Melanin content was measured spectrophotometrically as follows: after washing twice with PBS, cells were suspended in ethanol/diethyl ether (1:1, v/v) at room temperature for 15 min to remove opaque substances other than melanin, which remain insoluble [24]. After further centrifugation, the precipitates were solubilized with 1 M NaOH containing 10% (v/v) DMSO at 80 °C for 30 min. Absorbance was then measured at 470 nm, and melanin content per cell was calculated and expressed as a percentage of control cells [25].

RESULTS

Alteration of the intracellular composition of fatty acids after treatment with linoleic acid or palmitic acid

To determine the incorporation and metabolism of fatty acids in B16 mouse melanoma cells, the intracellular composition of fatty acids was analysed after incubation of the cells with 25 μM linoleic acid or palmitic acid for 72 h. In the control cells, the most abundant fatty acids were palmitic acid (C16:0) and oleic acid (C18:1), i.e. the amount and percentage of those fatty acids were 109.0 pmol/μg of protein (28.9%) and 112.6 pmol/μg of protein (29.9%) respectively (Figure 1). After incubation with linoleic acid for 72 h, the amount and percentage of intracellular linoleic acid were increased significantly to 62.7 pmol/μg of protein and 15.7% compared with the control (6.1 pmol/μg of protein and 1.6%). Arachidonic acid (C20:4), a metabolite of linoleic acid, was also increased (from 22.7 pmol/μg of protein in the control to 47.9 pmol/μg of protein), while levels of monounsaturated fatty acids such as oleic acid and palmitoleic acid (C16:1) were decreased significantly (from 112.6 and 31.7 pmol/μg of protein respectively in the controls to 48.3 and 10.7 pmol/μg of protein) following incubation with linoleic acid. In contrast, incubation with palmitic acid for 72 h showed a slight increase in its pre-existing content; however, there was little appreciable difference in other species of fatty acids in cells treated with palmitic acid.

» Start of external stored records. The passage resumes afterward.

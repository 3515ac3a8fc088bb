//! Registry mutation and capability-gating integration tests
//!
//! Exercises add/remove of tools, resources, prompts, and completions against
//! connected sessions: list results track the registered set, list-changed
//! notifications are broadcast exactly once per successful mutation (and not
//! at all when disabled), and the resource/completion validation rules hold
//! on the wire.

mod common;

use std::sync::Arc;

use axon_mcp::server::{
    completion_handler_fn, handler_fn, prompt_handler_fn, resource_handler_fn, CompletionSpec,
    McpServer, PromptSpec, ResourceSpec, ToolSpec,
};
use axon_mcp::types::{
    CallToolResult, CompleteCompletion, CompleteResult, CompletionReference, Content,
    GetPromptResult, Implementation, Prompt, PromptArgument, PromptMessage, PromptsCapability,
    ReadResourceResult, Resource, ResourceContents, ResourcesCapability, Role,
    ServerCapabilities, TextResourceContents, Tool, ToolsCapability,
};

use common::{connect, initialize, recv};

fn tool(name: &str) -> Tool {
    Tool {
        name: name.to_string(),
        title: None,
        description: None,
        input_schema: serde_json::json!({"type": "object"}),
        output_schema: None,
        annotations: None,
        meta: None,
    }
}

fn echo_spec(name: &str) -> ToolSpec {
    ToolSpec::new(
        tool(name),
        handler_fn(|_e, p| async move { Ok(CallToolResult::from_text(format!("ran {}", p.name))) }),
    )
    .unwrap()
}

fn resource_spec(uri: &str, name: &str) -> ResourceSpec {
    ResourceSpec::new(
        Resource {
            uri: uri.to_string(),
            name: name.to_string(),
            description: None,
            mime_type: Some("text/plain".to_string()),
            meta: None,
        },
        resource_handler_fn(|_e, params| async move {
            Ok(ReadResourceResult {
                contents: vec![ResourceContents::Text(TextResourceContents {
                    uri: params.uri,
                    mime_type: Some("text/plain".to_string()),
                    text: "contents".to_string(),
                })],
            })
        }),
    )
    .unwrap()
}

fn tools_server(list_changed: bool) -> Arc<McpServer> {
    McpServer::builder()
        .server_info(Implementation::new("axon-test", "0.2.0"))
        .capabilities(ServerCapabilities {
            tools: Some(ToolsCapability {
                list_changed: Some(list_changed),
            }),
            ..Default::default()
        })
        .build()
        .unwrap()
}

async fn list_tool_names(
    handle: &mut axon_mcp::transport::channel::ChannelClientHandle,
    id: i64,
) -> Vec<String> {
    handle
        .send_value(serde_json::json!({"jsonrpc": "2.0", "method": "tools/list", "id": id}))
        .unwrap();
    let response = recv(handle).await;
    assert_eq!(response["id"], id);
    response["result"]["tools"]
        .as_array()
        .unwrap()
        .iter()
        .map(|t| t["name"].as_str().unwrap().to_string())
        .collect()
}

#[tokio::test]
async fn test_tool_list_tracks_mutations_with_single_broadcasts() {
    let server = tools_server(true);
    let mut handle = connect(&server).await;
    initialize(&mut handle).await;

    server.add_tool(echo_spec("alpha")).await.unwrap();
    let notification = recv(&mut handle).await;
    assert_eq!(notification["method"], "notifications/tools/list_changed");
    assert!(notification.get("id").is_none());

    assert_eq!(list_tool_names(&mut handle, 2).await, vec!["alpha"]);

    server.add_tool(echo_spec("beta")).await.unwrap();
    let notification = recv(&mut handle).await;
    assert_eq!(notification["method"], "notifications/tools/list_changed");
    assert_eq!(list_tool_names(&mut handle, 3).await, vec!["alpha", "beta"]);

    server.remove_tool("alpha").await.unwrap();
    let notification = recv(&mut handle).await;
    assert_eq!(notification["method"], "notifications/tools/list_changed");
    assert_eq!(list_tool_names(&mut handle, 4).await, vec!["beta"]);
}

#[tokio::test]
async fn test_failed_mutations_broadcast_nothing() {
    let server = tools_server(true);
    let mut handle = connect(&server).await;
    initialize(&mut handle).await;

    server.add_tool(echo_spec("alpha")).await.unwrap();
    let notification = recv(&mut handle).await;
    assert_eq!(notification["method"], "notifications/tools/list_changed");

    // Duplicate add and missing remove both fail and must stay silent; the
    // very next outbound message is the list response, not a notification.
    server.add_tool(echo_spec("alpha")).await.unwrap_err();
    server.remove_tool("ghost").await.unwrap_err();
    assert_eq!(list_tool_names(&mut handle, 2).await, vec!["alpha"]);
}

#[tokio::test]
async fn test_no_broadcast_when_list_changed_disabled() {
    let server = tools_server(false);
    let mut handle = connect(&server).await;
    initialize(&mut handle).await;

    server.add_tool(echo_spec("alpha")).await.unwrap();
    // The mutation succeeded and produced zero notifications: the next
    // message on the wire is the list response.
    assert_eq!(list_tool_names(&mut handle, 2).await, vec!["alpha"]);
}

#[tokio::test]
async fn test_registered_tool_is_callable() {
    let server = tools_server(false);
    let mut handle = connect(&server).await;
    initialize(&mut handle).await;

    server.add_tool(echo_spec("echo")).await.unwrap();
    handle
        .send_value(serde_json::json!({
            "jsonrpc": "2.0",
            "method": "tools/call",
            "id": 2,
            "params": { "name": "echo", "arguments": {} }
        }))
        .unwrap();
    let response = recv(&mut handle).await;
    assert_eq!(response["result"]["content"][0]["text"], "ran echo");
    assert_eq!(response["result"]["isError"], false);
}

#[tokio::test]
async fn test_resource_listing_partition_and_template_read() {
    let server = McpServer::builder()
        .server_info(Implementation::new("axon-test", "0.2.0"))
        .capabilities(ServerCapabilities {
            resources: Some(ResourcesCapability::default()),
            ..Default::default()
        })
        .resource(resource_spec("memo://status", "status"))
        .resource(resource_spec("items/{id}", "item"))
        .build()
        .unwrap();
    let mut handle = connect(&server).await;
    initialize(&mut handle).await;

    handle
        .send_value(serde_json::json!({"jsonrpc": "2.0", "method": "resources/list", "id": 2}))
        .unwrap();
    let response = recv(&mut handle).await;
    let resources = response["result"]["resources"].as_array().unwrap();
    assert_eq!(resources.len(), 1);
    assert_eq!(resources[0]["uri"], "memo://status");

    handle
        .send_value(serde_json::json!({
            "jsonrpc": "2.0",
            "method": "resources/templates/list",
            "id": 3
        }))
        .unwrap();
    let response = recv(&mut handle).await;
    let templates = response["result"]["resourceTemplates"].as_array().unwrap();
    assert_eq!(templates.len(), 1);
    assert_eq!(templates[0]["uriTemplate"], "items/{id}");

    handle
        .send_value(serde_json::json!({
            "jsonrpc": "2.0",
            "method": "resources/read",
            "id": 4,
            "params": { "uri": "items/42" }
        }))
        .unwrap();
    let response = recv(&mut handle).await;
    assert_eq!(response["result"]["contents"][0]["uri"], "items/42");

    handle
        .send_value(serde_json::json!({
            "jsonrpc": "2.0",
            "method": "resources/read",
            "id": 5,
            "params": { "uri": "other/42" }
        }))
        .unwrap();
    let response = recv(&mut handle).await;
    assert_eq!(response["error"]["code"], -32602);
    assert!(response["error"]["message"]
        .as_str()
        .unwrap()
        .contains("other/42"));
}

#[tokio::test]
async fn test_subscription_gets_resource_updated_notifications() {
    let server = McpServer::builder()
        .server_info(Implementation::new("axon-test", "0.2.0"))
        .capabilities(ServerCapabilities {
            resources: Some(ResourcesCapability {
                subscribe: Some(true),
                list_changed: None,
            }),
            ..Default::default()
        })
        .resource(resource_spec("memo://status", "status"))
        .build()
        .unwrap();
    let mut handle = connect(&server).await;
    initialize(&mut handle).await;

    // Updates before any subscription go nowhere.
    server.notify_resource_updated("memo://status").await.unwrap();

    handle
        .send_value(serde_json::json!({
            "jsonrpc": "2.0",
            "method": "resources/subscribe",
            "id": 2,
            "params": { "uri": "memo://status" }
        }))
        .unwrap();
    let response = recv(&mut handle).await;
    assert_eq!(response["id"], 2);

    server.notify_resource_updated("memo://status").await.unwrap();
    let notification = recv(&mut handle).await;
    assert_eq!(notification["method"], "notifications/resources/updated");
    assert_eq!(notification["params"]["uri"], "memo://status");

    handle
        .send_value(serde_json::json!({
            "jsonrpc": "2.0",
            "method": "resources/unsubscribe",
            "id": 3,
            "params": { "uri": "memo://status" }
        }))
        .unwrap();
    let response = recv(&mut handle).await;
    assert_eq!(response["id"], 3);

    // After unsubscribing, updates are silent again; verify with a ping.
    server.notify_resource_updated("memo://status").await.unwrap();
    handle
        .send_value(serde_json::json!({"jsonrpc": "2.0", "method": "ping", "id": 4}))
        .unwrap();
    let response = recv(&mut handle).await;
    assert_eq!(response["id"], 4);
}

#[tokio::test]
async fn test_prompt_get_and_completion_flow() {
    let prompt = PromptSpec::new(
        Prompt {
            name: "greet".to_string(),
            title: None,
            description: Some("Greets someone".to_string()),
            arguments: Some(vec![PromptArgument {
                name: "who".to_string(),
                description: None,
                required: Some(true),
            }]),
        },
        prompt_handler_fn(|_e, params| async move {
            let who = params
                .arguments
                .as_ref()
                .and_then(|args| args.get("who").cloned())
                .unwrap_or_default();
            Ok(GetPromptResult {
                description: None,
                messages: vec![PromptMessage {
                    role: Role::User,
                    content: Content::text(format!("Say hello to {who}")),
                }],
            })
        }),
    )
    .unwrap();
    let completion = CompletionSpec::new(
        CompletionReference::Prompt {
            name: "greet".to_string(),
        },
        completion_handler_fn(|_e, params| async move {
            let values = ["world", "wombat"]
                .iter()
                .filter(|v| v.starts_with(&params.argument.value))
                .map(|v| v.to_string())
                .collect();
            Ok(CompleteResult {
                completion: CompleteCompletion {
                    values,
                    total: None,
                    has_more: Some(false),
                },
            })
        }),
    );
    let server = McpServer::builder()
        .server_info(Implementation::new("axon-test", "0.2.0"))
        .capabilities(ServerCapabilities {
            prompts: Some(PromptsCapability::default()),
            completions: Some(serde_json::json!({})),
            ..Default::default()
        })
        .prompt(prompt)
        .completion(completion)
        .build()
        .unwrap();
    let mut handle = connect(&server).await;
    initialize(&mut handle).await;

    handle
        .send_value(serde_json::json!({"jsonrpc": "2.0", "method": "prompts/list", "id": 2}))
        .unwrap();
    let response = recv(&mut handle).await;
    assert_eq!(response["result"]["prompts"][0]["name"], "greet");

    handle
        .send_value(serde_json::json!({
            "jsonrpc": "2.0",
            "method": "prompts/get",
            "id": 3,
            "params": { "name": "greet", "arguments": { "who": "world" } }
        }))
        .unwrap();
    let response = recv(&mut handle).await;
    assert_eq!(
        response["result"]["messages"][0]["content"]["text"],
        "Say hello to world"
    );

    handle
        .send_value(serde_json::json!({
            "jsonrpc": "2.0",
            "method": "completion/complete",
            "id": 4,
            "params": {
                "ref": { "type": "ref/prompt", "name": "greet" },
                "argument": { "name": "who", "value": "wo" }
            }
        }))
        .unwrap();
    let response = recv(&mut handle).await;
    assert_eq!(
        response["result"]["completion"]["values"],
        serde_json::json!(["world", "wombat"])
    );

    // Completing an argument the prompt does not declare fails before the
    // handler runs.
    handle
        .send_value(serde_json::json!({
            "jsonrpc": "2.0",
            "method": "completion/complete",
            "id": 5,
            "params": {
                "ref": { "type": "ref/prompt", "name": "greet" },
                "argument": { "name": "when", "value": "" }
            }
        }))
        .unwrap();
    let response = recv(&mut handle).await;
    assert_eq!(response["error"]["code"], -32602);
    assert!(response["error"]["message"]
        .as_str()
        .unwrap()
        .contains("does not declare argument"));
}

#[tokio::test]
async fn test_invalid_structured_output_becomes_error_result() {
    let mut bad_tool = tool("broken");
    bad_tool.output_schema = Some(serde_json::json!({
        "type": "object",
        "properties": { "id": { "type": "integer" } },
        "required": ["id"]
    }));
    let server = McpServer::builder()
        .server_info(Implementation::new("axon-test", "0.2.0"))
        .capabilities(ServerCapabilities {
            tools: Some(ToolsCapability::default()),
            ..Default::default()
        })
        .tool(
            ToolSpec::new(
                bad_tool,
                handler_fn(|_e, _p| async {
                    Ok(CallToolResult {
                        content: vec![],
                        is_error: None,
                        structured_content: Some(serde_json::json!({"id": "not-an-integer"})),
                        meta: None,
                    })
                }),
            )
            .unwrap(),
        )
        .build()
        .unwrap();
    let mut handle = connect(&server).await;
    initialize(&mut handle).await;

    handle
        .send_value(serde_json::json!({
            "jsonrpc": "2.0",
            "method": "tools/call",
            "id": 2,
            "params": { "name": "broken" }
        }))
        .unwrap();
    let response = recv(&mut handle).await;
    // Never silently invalid: the result is flagged as an error.
    assert_eq!(response["result"]["isError"], true);
}

#[tokio::test]
async fn test_list_changed_broadcast_reaches_every_session() {
    let server = tools_server(true);
    let mut first = connect(&server).await;
    let mut second = connect(&server).await;
    initialize(&mut first).await;
    initialize(&mut second).await;

    server.add_tool(echo_spec("shared")).await.unwrap();

    let notification = recv(&mut first).await;
    assert_eq!(notification["method"], "notifications/tools/list_changed");
    let notification = recv(&mut second).await;
    assert_eq!(notification["method"], "notifications/tools/list_changed");
}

Figure 1. Incubation of linoleic acid dramatically alters the intracellular composition of fatty acids.

Figure 1

Bar graphs of fatty acid composition of B16 melanoma cells after incubation with 25 μM linoleic acid (open bar) or palmitic acid (closed bar) for 72 h, as compared with the control (shaded bar). Results shown are mean±S.D. for triplicate determinations. Student's t test was used for statistical analysis of the data (**P<0.01 versus the control).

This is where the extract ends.